Saved entries:
|---|
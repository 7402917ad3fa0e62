//! Observable session snapshot.

use crate::url_model::ParsedUrl;

use super::params::ParameterMap;

/// Advisory shown next to the result; never an error.
#[derive(Debug, Clone, Copy, PartialEq, Eq, Default)]
pub enum Hint {
    #[default]
    Default,
    NoRedirectDetected,
}

/// Coarse lifecycle position derived from the snapshot.
#[derive(Debug, Clone, Copy, PartialEq, Eq)]
pub enum Phase {
    /// No URL parsed yet.
    Idle,
    Ready,
    /// A redirect lookup is outstanding.
    Resolving,
}

/// Snapshot of one sanitization session.
///
/// `sanitized_url` is always recomputed from `original_url` and `parameters`;
/// with no URL, `parameters` is empty and `sanitized_url` is `""`.
#[derive(Debug, Clone, PartialEq, Eq)]
pub struct SanitizeState {
    pub original_url: Option<ParsedUrl>,
    pub parameters: ParameterMap,
    pub sanitized_url: String,
    /// When false the result may be handed back to the caller that shared it.
    pub read_only: bool,
    pub loading: bool,
    pub hint: Hint,
}

impl Default for SanitizeState {
    fn default() -> Self {
        Self {
            original_url: None,
            parameters: ParameterMap::new(),
            sanitized_url: String::new(),
            read_only: true,
            loading: false,
            hint: Hint::Default,
        }
    }
}

impl SanitizeState {
    pub fn phase(&self) -> Phase {
        match (&self.original_url, self.loading) {
            (None, _) => Phase::Idle,
            (Some(_), false) => Phase::Ready,
            (Some(_), true) => Phase::Resolving,
        }
    }

    pub fn host(&self) -> Option<&str> {
        self.original_url.as_ref().map(ParsedUrl::host)
    }
}
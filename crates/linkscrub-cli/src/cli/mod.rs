//! CLI for linkscrub.

mod commands;
mod present;

use std::sync::Arc;

use anyhow::Result;
use clap::{Parser, Subcommand, ValueEnum};
use linkscrub_core::config::{self, LinkscrubConfig};
use linkscrub_core::host_prefs::JsonPreferenceStore;
use linkscrub_core::redirect::CurlRedirectResolver;
use linkscrub_core::session::{ButtonType, Collaborators, SessionOptions};

use commands::{run_clean, run_demo, run_interactive, run_prefs, CleanArgs};

/// Top-level CLI for linkscrub.
#[derive(Debug, Parser)]
#[command(name = "linkscrub")]
#[command(about = "linkscrub: strip tracking parameters from shared links", long_about = None)]
pub struct Cli {
    #[command(subcommand)]
    pub command: CliCommand,
}

/// What to do with the sanitized URL.
#[derive(Debug, Clone, Copy, PartialEq, Eq, ValueEnum)]
pub enum ButtonArg {
    Copy,
    Open,
    Share,
    Return,
}

impl From<ButtonArg> for ButtonType {
    fn from(arg: ButtonArg) -> Self {
        match arg {
            ButtonArg::Copy => ButtonType::Copy,
            ButtonArg::Open => ButtonType::Open,
            ButtonArg::Share => ButtonType::Share,
            ButtonArg::Return => ButtonType::Return,
        }
    }
}

#[derive(Debug, Subcommand)]
pub enum CliCommand {
    /// Sanitize the URL found in TEXT (or stdin) and print it.
    Clean {
        /// Shared text containing a link. Read from stdin when omitted.
        text: Vec<String>,

        /// Follow a short-link redirect before sanitizing.
        #[arg(long)]
        resolve: bool,

        /// Keep parameters with this name for this run (repeatable).
        #[arg(long = "keep", value_name = "NAME")]
        keep: Vec<String>,

        /// What to do with the result.
        #[arg(long, value_enum, default_value = "return")]
        action: ButtonArg,
    },

    /// Step through a session: toggle parameters, resolve redirects, then act.
    Interactive {
        /// Shared text containing a link. Read from the first stdin line when omitted.
        text: Vec<String>,

        /// Allow handing the result back with the `p` command.
        #[arg(long)]
        allow_return: bool,
    },

    /// Inspect or edit remembered per-host parameters.
    Prefs {
        #[command(subcommand)]
        command: PrefsCommand,
    },

    /// Sanitize one of the bundled sample share texts.
    Demo {
        /// Sample index (see `demo --list`).
        #[arg(default_value = "0")]
        index: usize,

        /// List the samples instead of running one.
        #[arg(long)]
        list: bool,
    },
}

#[derive(Debug, Subcommand)]
pub enum PrefsCommand {
    /// List every host with remembered parameters.
    List,
    /// Show remembered parameters for a host.
    Show { host: String },
    /// Replace the remembered parameters for a host.
    Set { host: String, names: Vec<String> },
    /// Forget a host.
    Clear { host: String },
}

/// Shared wiring for commands that run a session.
pub struct Context {
    pub collaborators: Collaborators,
    pub options: SessionOptions,
    pub prefs: Arc<JsonPreferenceStore>,
}

impl Context {
    fn from_config(cfg: &LinkscrubConfig) -> Result<Self> {
        let prefs_path = match &cfg.prefs_path {
            Some(path) => path.clone(),
            None => JsonPreferenceStore::default_path()?,
        };
        tracing::debug!("host prefs at {}", prefs_path.display());
        let prefs = Arc::new(JsonPreferenceStore::new(prefs_path));
        let collaborators = Collaborators {
            prefs: prefs.clone(),
            resolver: Arc::new(CurlRedirectResolver::new(cfg.resolver.clone())),
        };
        Ok(Self {
            collaborators,
            options: SessionOptions::from(cfg),
            prefs,
        })
    }
}

impl CliCommand {
    /// Returns the process exit code.
    pub async fn run_from_args() -> Result<i32> {
        let cli = Cli::parse();
        let cfg = config::load_or_init()?;
        tracing::debug!("loaded config: {:?}", cfg);
        let ctx = Context::from_config(&cfg)?;

        let code = match cli.command {
            CliCommand::Clean {
                text,
                resolve,
                keep,
                action,
            } => {
                let args = CleanArgs {
                    text: commands::text_or_stdin(text)?,
                    resolve,
                    keep,
                    action: action.into(),
                };
                run_clean(&ctx, args).await?
            }
            CliCommand::Interactive { text, allow_return } => {
                run_interactive(&ctx, text, allow_return).await?
            }
            CliCommand::Prefs { command } => {
                run_prefs(&ctx.prefs, command).await?;
                0
            }
            CliCommand::Demo { index, list } => run_demo(&ctx, index, list).await?,
        };

        Ok(code)
    }
}

#[cfg(test)]
mod tests;
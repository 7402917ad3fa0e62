//! `linkscrub demo` – run `clean --resolve` on a bundled share text.

use anyhow::{bail, Result};
use linkscrub_core::session::ButtonType;

use super::clean::{run_clean, CleanArgs};
use crate::cli::Context;

/// Share texts as shopping apps produce them: a title line, then a short link.
pub const SAMPLES: &[&str] = &[
    "PURELL Advanced Hand Sanitizer Refreshing Gel, Clean Scent, 1 Liter Pump Bottle\nhttps://a.co/d/hkteY4t",
    "Lysol Disinfectant Spray, Sanitizing and Antibacterial Spray, For Disinfecting and Deodorizing\nhttps://a.co/d/0ZV7xf0",
    "Clorox Disinfecting Wipes Value Pack, Household Essentials, 75 Count, Pack of 3\nhttps://a.co/d/9xKu4bV",
    "Mr. Clean 2X Concentrated Multi Surface Cleaner with Unstopables Fresh Scent\nhttps://a.co/d/6G5uQeb",
    "Dial Antibacterial Foaming Hand Wash, Spring Water, 7.5 fl oz (Pack of 6)\nhttps://a.co/d/b2zLzd2",
];

pub async fn run_demo(ctx: &Context, index: usize, list: bool) -> Result<i32> {
    if list {
        for (i, sample) in SAMPLES.iter().enumerate() {
            println!("{i}: {}", sample.replace('\n', " | "));
        }
        return Ok(0);
    }
    let Some(text) = SAMPLES.get(index) else {
        bail!("no sample {index}; there are {} (0-{})", SAMPLES.len(), SAMPLES.len() - 1);
    };
    eprintln!("{text}");
    let args = CleanArgs {
        text: text.to_string(),
        resolve: true,
        keep: Vec::new(),
        action: ButtonType::Return,
    };
    run_clean(ctx, args).await
}
//! Renders engine effects on the terminal.

use linkscrub_core::session::{Effect, SanitizeState};

/// What the command loop should do after an effect.
#[derive(Debug, Clone, Copy, PartialEq, Eq)]
pub enum Flow {
    Continue,
    /// Session is over; exit with this status.
    Exit(i32),
}

/// Exit status for a `ShowErrorAndFinish` effect.
pub const EXIT_SHARED_TEXT_REJECTED: i32 = 2;

pub fn present(effect: Effect) -> Flow {
    match effect {
        Effect::CopyUrl(url) | Effect::ShareUrl(url) | Effect::ReturnUrl(url) => {
            println!("{url}");
            Flow::Continue
        }
        Effect::OpenUrl(url) => {
            open_in_browser(&url);
            Flow::Continue
        }
        Effect::ShowToast(msg) => {
            eprintln!("{msg}");
            Flow::Continue
        }
        Effect::ShowErrorAndFinish(msg) => {
            eprintln!("linkscrub: {msg}");
            Flow::Exit(EXIT_SHARED_TEXT_REJECTED)
        }
        Effect::Finish => Flow::Exit(0),
    }
}

/// Hand the URL to `xdg-open`; print it instead if that is not possible.
fn open_in_browser(url: &str) {
    match std::process::Command::new("xdg-open").arg(url).spawn() {
        Ok(_) => tracing::debug!(url, "opened with xdg-open"),
        Err(e) => {
            tracing::warn!("xdg-open failed: {e}");
            println!("{url}");
        }
    }
}

/// Multi-line summary of a snapshot for the interactive view.
pub fn render_state(state: &SanitizeState) -> String {
    let mut out = String::new();
    if let Some(url) = &state.original_url {
        out.push_str(&format!("original:  {url}\n"));
    }
    for (i, (param, keep)) in state.parameters.iter().enumerate() {
        let mark = if keep { 'x' } else { ' ' };
        out.push_str(&format!("  [{mark}] {i:>2}  {param}\n"));
    }
    out.push_str(&format!("sanitized: {}\n", state.sanitized_url));
    if state.loading {
        out.push_str("(resolving redirect...)\n");
    }
    out
}
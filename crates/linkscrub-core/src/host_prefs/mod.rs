//! Per-host parameter preferences.
//!
//! For each hostname the store remembers which query parameter names the user
//! chose to keep. The engine reads this once per new URL and writes it back
//! once when a session ends; toggles never touch the store directly.

mod memory;
mod persist;
mod snapshot;

use std::collections::{BTreeMap, BTreeSet};

use anyhow::Result;
use async_trait::async_trait;

pub use memory::MemoryPreferenceStore;
pub use persist::JsonPreferenceStore;
pub use snapshot::PersistedHostPrefs;

/// Backend for remembered "keep" decisions, keyed by hostname.
#[async_trait]
pub trait PreferenceStore: Send + Sync {
    /// Names previously kept for `host`; empty if the host was never seen.
    async fn enabled_params(&self, host: &str) -> Result<Vec<String>>;

    /// Replace the remembered set for `host` wholesale.
    async fn set_enabled_params(&self, host: &str, params: &[String]) -> Result<()>;
}

/// In-memory host → kept-names table shared by the store implementations.
#[derive(Debug, Clone, Default, PartialEq, Eq)]
pub struct HostPrefs {
    hosts: BTreeMap<String, BTreeSet<String>>,
}

impl HostPrefs {
    pub fn new() -> Self {
        Self::default()
    }

    pub fn get(&self, host: &str) -> Vec<String> {
        self.hosts
            .get(host)
            .map(|names| names.iter().cloned().collect())
            .unwrap_or_default()
    }

    /// An empty set removes the host entirely.
    pub fn set(&mut self, host: &str, params: &[String]) {
        if params.is_empty() {
            self.hosts.remove(host);
        } else {
            self.hosts
                .insert(host.to_string(), params.iter().cloned().collect());
        }
    }

    /// Returns true if the host had an entry.
    pub fn clear(&mut self, host: &str) -> bool {
        self.hosts.remove(host).is_some()
    }

    /// All hosts with their kept names, sorted by host.
    pub fn entries(&self) -> Vec<(String, Vec<String>)> {
        self.hosts
            .iter()
            .map(|(h, names)| (h.clone(), names.iter().cloned().collect()))
            .collect()
    }

    pub fn is_empty(&self) -> bool {
        self.hosts.is_empty()
    }
}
|---|
EXERCISE DESCRIPTION:
Repeat the entries above exactly, from the first line through the line containing "pub enum Hint".

SOLVED PROBLEM:
repository 7402917ad3fa0e62
//! Observable session snapshot.

use crate::url_model::ParsedUrl;

use super::params::ParameterMap;

/// Advisory shown next to the result; never an error.
#[derive(Debug, Clone, Copy, PartialEq, Eq, Default)]
pub enum Hint {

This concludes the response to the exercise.